▶ _Problem description_
Here are some entries; quote each one exactly.

== Segment start ==

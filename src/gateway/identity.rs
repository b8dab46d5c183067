//! Canister id resolution from hostnames, headers and query parameters.
//!
//! # Resolution order
//! ```text
//! local mode: referrer URL  (hostname, then ?canisterId=)
//!     → Host header         (port stripped, hostname only)
//!     → local mode: Referer header (full URL)
//!     → request URL         (hostname, then ?canisterId= in local mode)
//! ```
//!
//! A hostname only resolves if the labels to the right of the canister id
//! equal the gateway's own root domain. The query parameter is never honoured
//! outside local mode since it lets any URL pick any canister.

use std::collections::HashMap;

use candid::Principal;
use thiserror::Error;
use url::Url;

use crate::config::schema::DomainConfig;
use crate::gateway::types::InboundRequest;

/// Query parameter naming a canister in local mode.
pub const CANISTER_ID_PARAM: &str = "canisterId";

/// An alias entry whose canister id does not parse.
#[derive(Debug, Error)]
#[error("Alias '{host}' has an invalid canister id: {reason}")]
pub struct InvalidAlias {
    pub host: String,
    pub reason: String,
}

/// A fixed hostname mapping.
#[derive(Debug, Clone, PartialEq, Eq)]
pub struct AliasEntry {
    pub canister_id: Principal,
    pub domain: String,
}

/// Resolves the canister targeted by a request.
///
/// Immutable after construction; shared by every request.
#[derive(Debug, Clone)]
pub struct DomainResolver {
    root_domain: String,
    aliases: HashMap<String, AliasEntry>,
    local_mode: bool,
}

impl DomainResolver {
    pub fn new(
        root_domain: impl Into<String>,
        aliases: HashMap<String, AliasEntry>,
        local_mode: bool,
    ) -> Self {
        Self {
            root_domain: root_domain.into(),
            aliases,
            local_mode,
        }
    }

    /// Build a resolver from validated configuration.
    pub fn from_config(config: &DomainConfig) -> Result<Self, InvalidAlias> {
        let mut aliases = HashMap::with_capacity(config.aliases.len());
        for alias in &config.aliases {
            let canister_id =
                Principal::from_text(&alias.canister_id).map_err(|e| InvalidAlias {
                    host: alias.host.clone(),
                    reason: e.to_string(),
                })?;
            aliases.insert(
                alias.host.to_ascii_lowercase(),
                AliasEntry {
                    canister_id,
                    domain: alias.domain.to_ascii_lowercase(),
                },
            );
        }

        Ok(Self::new(
            config.root.to_ascii_lowercase(),
            aliases,
            config.is_local_mode(),
        ))
    }

    pub fn root_domain(&self) -> &str {
        &self.root_domain
    }

    pub fn is_local_mode(&self) -> bool {
        self.local_mode
    }

    /// Split a hostname at the right-most label that is a canister id.
    ///
    /// Returns the canister id and the labels to its right. Alias entries take
    /// precedence over the label scan.
    pub fn split_hostname(&self, hostname: &str) -> Option<(Principal, String)> {
        if let Some(alias) = self.aliases.get(hostname) {
            return Some((alias.canister_id, alias.domain.clone()));
        }

        let labels: Vec<&str> = hostname.split('.').collect();
        for (idx, label) in labels.iter().enumerate().rev() {
            if let Ok(canister_id) = Principal::from_text(label) {
                return Some((canister_id, labels[idx + 1..].join(".")));
            }
        }

        None
    }

    /// Resolve a hostname, accepting it only under the root domain.
    pub fn from_hostname(&self, hostname: &str) -> Option<Principal> {
        self.split_hostname(hostname)
            .filter(|(_, domain)| *domain == self.root_domain)
            .map(|(canister_id, _)| canister_id)
    }

    /// Resolve the `canisterId` query parameter (local mode only).
    pub fn from_query(&self, url: &Url) -> Option<Principal> {
        if !self.local_mode {
            return None;
        }

        url.query_pairs()
            .find(|(key, _)| key == CANISTER_ID_PARAM)
            .and_then(|(_, value)| Principal::from_text(value.as_ref()).ok())
    }

    /// Resolve from a URL string: hostname first, then query parameter.
    pub fn from_url(&self, url: &str) -> Option<Principal> {
        let url = Url::parse(url).ok()?;
        url.host_str()
            .and_then(|host| self.from_hostname(host))
            .or_else(|| self.from_query(&url))
    }

    /// Resolve from the `host` header, then (local mode) the `referer` header.
    pub fn from_headers(&self, request: &InboundRequest) -> Option<Principal> {
        let from_host = request
            .header("host")
            .map(|host| strip_port(host).to_ascii_lowercase())
            .and_then(|host| self.from_hostname(&host));

        from_host.or_else(|| {
            if !self.local_mode {
                return None;
            }
            request.header("referer").and_then(|referer| self.from_url(referer))
        })
    }

    /// Resolve the canister targeted by `request`, first match wins.
    pub fn resolve(&self, request: &InboundRequest) -> Option<Principal> {
        let from_referrer = if self.local_mode {
            request
                .referrer
                .as_deref()
                .and_then(|referrer| self.from_url(referrer))
        } else {
            None
        };

        from_referrer
            .or_else(|| self.from_headers(request))
            .or_else(|| self.from_url(request.url.as_str()))
    }
}

/// Remove a trailing `:<digits>` port.
fn strip_port(host: &str) -> &str {
    match host.rsplit_once(':') {
        Some((name, port)) if !port.is_empty() && port.bytes().all(|b| b.is_ascii_digit()) => name,
        _ => host,
    }
}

== Segment end ==

▶ _Task solution_
filename src/gateway/identity.rs
repository b8dab46d5c183067
//! Canister id resolution from hostnames, headers and query parameters.
//!
//! # Resolution order
//! ```text
//! local mode: referrer URL  (hostname, then ?canisterId=)
//!     → Host header         (port stripped, hostname only)
//!     → local mode: Referer header (full URL)
//!     → request URL         (hostname, then ?canisterId= in local mode)
//! ```
//!
//! A hostname only resolves if the labels to the right of the canister id
//! equal the gateway's own root domain. The query parameter is never honoured
//! outside local mode since it lets any URL pick any canister.

use std::collections::HashMap;

use candid::Principal;
use thiserror::Error;
use url::Url;

use crate::config::schema::DomainConfig;
use crate::gateway::types::InboundRequest;

/// Query parameter naming a canister in local mode.
pub const CANISTER_ID_PARAM: &str = "canisterId";

/// An alias entry whose canister id does not parse.
#[derive(Debug, Error)]
#[error("Alias '{host}' has an invalid canister id: {reason}")]
pub struct InvalidAlias {
    pub host: String,
    pub reason: String,
}

/// A fixed hostname mapping.
#[derive(Debug, Clone, PartialEq, Eq)]
pub struct AliasEntry {
    pub canister_id: Principal,
    pub domain: String,
}

/// Resolves the canister targeted by a request.
///
/// Immutable after construction; shared by every request.
#[derive(Debug, Clone)]
pub struct DomainResolver {
    root_domain: String,
    aliases: HashMap<String, AliasEntry>,
    local_mode: bool,
}

impl DomainResolver {
    pub fn new(
        root_domain: impl Into<String>,
        aliases: HashMap<String, AliasEntry>,
        local_mode: bool,
    ) -> Self {
        Self {
            root_domain: root_domain.into(),
            aliases,
            local_mode,
        }
    }

    /// Build a resolver from validated configuration.
    pub fn from_config(config: &DomainConfig) -> Result<Self, InvalidAlias> {
        let mut aliases = HashMap::with_capacity(config.aliases.len());
        for alias in &config.aliases {
            let canister_id =
                Principal::from_text(&alias.canister_id).map_err(|e| InvalidAlias {
                    host: alias.host.clone(),
                    reason: e.to_string(),
                })?;
            aliases.insert(
                alias.host.to_ascii_lowercase(),
                AliasEntry {
                    canister_id,
                    domain: alias.domain.to_ascii_lowercase(),
                },
            );
        }

        Ok(Self::new(
            config.root.to_ascii_lowercase(),
            aliases,
            config.is_local_mode(),
        ))
    }

    pub fn root_domain(&self) -> &str {
        &self.root_domain
    }

    pub fn is_local_mode(&self) -> bool {
        self.local_mode
    }

    /// Split a hostname at the right-most label that is a canister id.
    ///
    /// Returns the canister id and the labels to its right. Alias entries take
    /// precedence over the label scan.
    pub fn split_hostname(&self, hostname: &str) -> Option<(Principal, String)> {
        if let Some(alias) = self.aliases.get(hostname) {
            return Some((alias.canister_id, alias.domain.clone()));
        }

        let labels: Vec<&str> = hostname.split('.').collect();
        for (idx, label) in labels.iter().enumerate().rev() {
            if let Ok(canister_id) = Principal::from_text(label) {
                return Some((canister_id, labels[idx + 1..].join(".")));
            }
        }

        None
    }

    /// Resolve a hostname, accepting it only under the root domain.
    pub fn from_hostname(&self, hostname: &str) -> Option<Principal> {
        self.split_hostname(hostname)
            .filter(|(_, domain)| *domain == self.root_domain)
            .map(|(canister_id, _)| canister_id)
    }

    /// Resolve the `canisterId` query parameter (local mode only).
    pub fn from_query(&self, url: &Url) -> Option<Principal> {
        if !self.local_mode {
            return None;
        }

        url.query_pairs()
            .find(|(key, _)| key == CANISTER_ID_PARAM)
            .and_then(|(_, value)| Principal::from_text(value.as_ref()).ok())
    }

    /// Resolve from a URL string: hostname first, then query parameter.
    pub fn from_url(&self, url: &str) -> Option<Principal> {
        let url = Url::parse(url).ok()?;
        url.host_str()
            .and_then(|host| self.from_hostname(host))
            .or_else(|| self.from_query(&url))
    }

    /// Resolve from the `host` header, then (local mode) the `referer` header.
    pub fn from_headers(&self, request: &InboundRequest) -> Option<Principal> {
        let from_host = request
            .header("host")
            .map(|host| strip_port(host).to_ascii_lowercase())
            .and_then(|host| self.from_hostname(&host));

        from_host.or_else(|| {
            if !self.local_mode {
                return None;
            }
            request.header("referer").and_then(|referer| self.from_url(referer))
        })
    }

    /// Resolve the canister targeted by `request`, first match wins.
    pub fn resolve(&self, request: &InboundRequest) -> Option<Principal> {
        let from_referrer = if self.local_mode {
            request
                .referrer
                .as_deref()
                .and_then(|referrer| self.from_url(referrer))
        } else {
            None
        };

        from_referrer
            .or_else(|| self.from_headers(request))
            .or_else(|| self.from_url(request.url.as_str()))
    }
}

/// Remove a trailing `:<digits>` port.
fn strip_port(host: &str) -> &str {
    match host.rsplit_once(':') {
        Some((name, port)) if !port.is_empty() && port.bytes().all(|b| b.is_ascii_digit()) => name,
        _ => host,
    }
}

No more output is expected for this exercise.